Workshops are small, focused, and personalized towards people's interest and ability. Our style is largely hands-on, so there is ample opportunity to get the feel of the techniques we are teaching. There is also plenty of time for questions, discussion, lectures, slideshows, siestas, and fun.

Workshops emphasize the inherent qualities of building with natural materials: they are non-toxic, quiet, human powered, creative, and communal.
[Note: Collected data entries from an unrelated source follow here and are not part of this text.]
/// SQLite-backed project and config value storage
///
/// One database file ({data_dir}/blockway.db) holds DAG documents, projects and
/// config values. `ProjectConfigStore` is the `ConfigSource` runs resolve
/// `getValueByKey` against.

use crate::context::config::ConfigSource;
use crate::project::types::Project;
use anyhow::Result;
use async_trait::async_trait;
use serde_json::Value;
use sqlx::{
    sqlite::{SqliteConnectOptions, SqlitePool},
    Row,
};
use std::path::Path;

/// Open (creating if needed) the engine database under `data_dir`
pub async fn open_pool(data_dir: &str) -> Result<SqlitePool> {
    std::fs::create_dir_all(data_dir)
        .map_err(|e| anyhow::anyhow!("Failed to create data directory '{}': {}", data_dir, e))?;
    let db_path = Path::new(data_dir).join("blockway.db");

    tracing::info!("🗄️ Opening database: {}", db_path.display());
    let options = SqliteConnectOptions::new()
        .filename(&db_path)
        .create_if_missing(true);
    Ok(SqlitePool::connect_with(options).await?)
}

/// Projects and their scoped config values
#[derive(Debug, Clone)]
pub struct ProjectConfigStore {
    pool: SqlitePool,
}

impl ProjectConfigStore {
    pub fn new(pool: SqlitePool) -> Self {
        Self { pool }
    }

    /// Create the `projects` and `config_values` tables and the default project
    pub async fn init_schema(&self) -> Result<()> {
        sqlx::query(
            r#"
            CREATE TABLE IF NOT EXISTS projects (
                slug TEXT PRIMARY KEY,
                name TEXT NOT NULL,
                parent_slug TEXT REFERENCES projects(slug),
                created_at TIMESTAMP DEFAULT CURRENT_TIMESTAMP
            )
            "#,
        )
        .execute(&self.pool)
        .await?;

        sqlx::query(
            r#"
            CREATE TABLE IF NOT EXISTS config_values (
                project_slug TEXT NOT NULL REFERENCES projects(slug),
                key TEXT NOT NULL,
                value JSON NOT NULL,
                updated_at TIMESTAMP DEFAULT CURRENT_TIMESTAMP,
                PRIMARY KEY (project_slug, key)
            )
            "#,
        )
        .execute(&self.pool)
        .await?;

        let default = Project::default_project();
        sqlx::query("INSERT OR IGNORE INTO projects (slug, name) VALUES (?, ?)")
            .bind(&default.slug)
            .bind(&default.name)
            .execute(&self.pool)
            .await?;

        Ok(())
    }

    pub async fn save_project(&self, project: &Project) -> Result<()> {
        sqlx::query(
            r#"
            INSERT INTO projects (slug, name, parent_slug)
            VALUES (?, ?, ?)
            ON CONFLICT(slug) DO UPDATE SET
                name = excluded.name,
                parent_slug = excluded.parent_slug
            "#,
        )
        .bind(&project.slug)
        .bind(&project.name)
        .bind(&project.parent_slug)
        .execute(&self.pool)
        .await?;
        Ok(())
    }

    pub async fn get_project(&self, slug: &str) -> Result<Option<Project>> {
        let row = sqlx::query("SELECT slug, name, parent_slug FROM projects WHERE slug = ?")
            .bind(slug)
            .fetch_optional(&self.pool)
            .await?;

        Ok(row.map(|row| Project {
            slug: row.get("slug"),
            name: row.get("name"),
            parent_slug: row.get("parent_slug"),
        }))
    }

    pub async fn set_value(&self, project_slug: &str, key: &str, value: &Value) -> Result<()> {
        sqlx::query(
            r#"
            INSERT INTO config_values (project_slug, key, value, updated_at)
            VALUES (?, ?, ?, CURRENT_TIMESTAMP)
            ON CONFLICT(project_slug, key) DO UPDATE SET
                value = excluded.value,
                updated_at = CURRENT_TIMESTAMP
            "#,
        )
        .bind(project_slug)
        .bind(key)
        .bind(serde_json::to_string(value)?)
        .execute(&self.pool)
        .await?;
        Ok(())
    }

    pub async fn get_value(&self, project_slug: &str, key: &str) -> Result<Option<Value>> {
        let row = sqlx::query("SELECT value FROM config_values WHERE project_slug = ? AND key = ?")
            .bind(project_slug)
            .bind(key)
            .fetch_optional(&self.pool)
            .await?;

        match row {
            Some(row) => {
                let raw: String = row.get("value");
                Ok(Some(serde_json::from_str(&raw)?))
            }
            None => Ok(None),
        }
    }
}

#[async_trait]
impl ConfigSource for ProjectConfigStore {
    async fn lookup(&self, scope: &str, key: &str) -> Result<Option<Value>> {
        self.get_value(scope, key).await
    }

    async fn parent_scope(&self, scope: &str) -> Result<Option<String>> {
        Ok(self.get_project(scope).await?.and_then(|p| p.parent_slug))
    }
}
Facilitators for Natural Building Workshops:

Jim Haim of Cob Together

James has experience building with straw bales, cob, paper-crete, and light-straw clay, as well as conventional construction. He co-founded the Wilderness Charter School in 1996 whose mission is to study and practice community, personal empowerment, and ecological connection with the intention of creating a sustainable future. Between 1996-2003 he served on the board of Harvest Built Homes and currently serves on boards for Earth Car International and White Oak Farm. He lives in the beautiful Williams Valley with his wife, daughter, father-in-law and friends. Jim believes that a key element in the environmental movement is creating an example of sustainable culture so others have inspiration to look towards as their awareness of the world's environmental and social situation unfolds.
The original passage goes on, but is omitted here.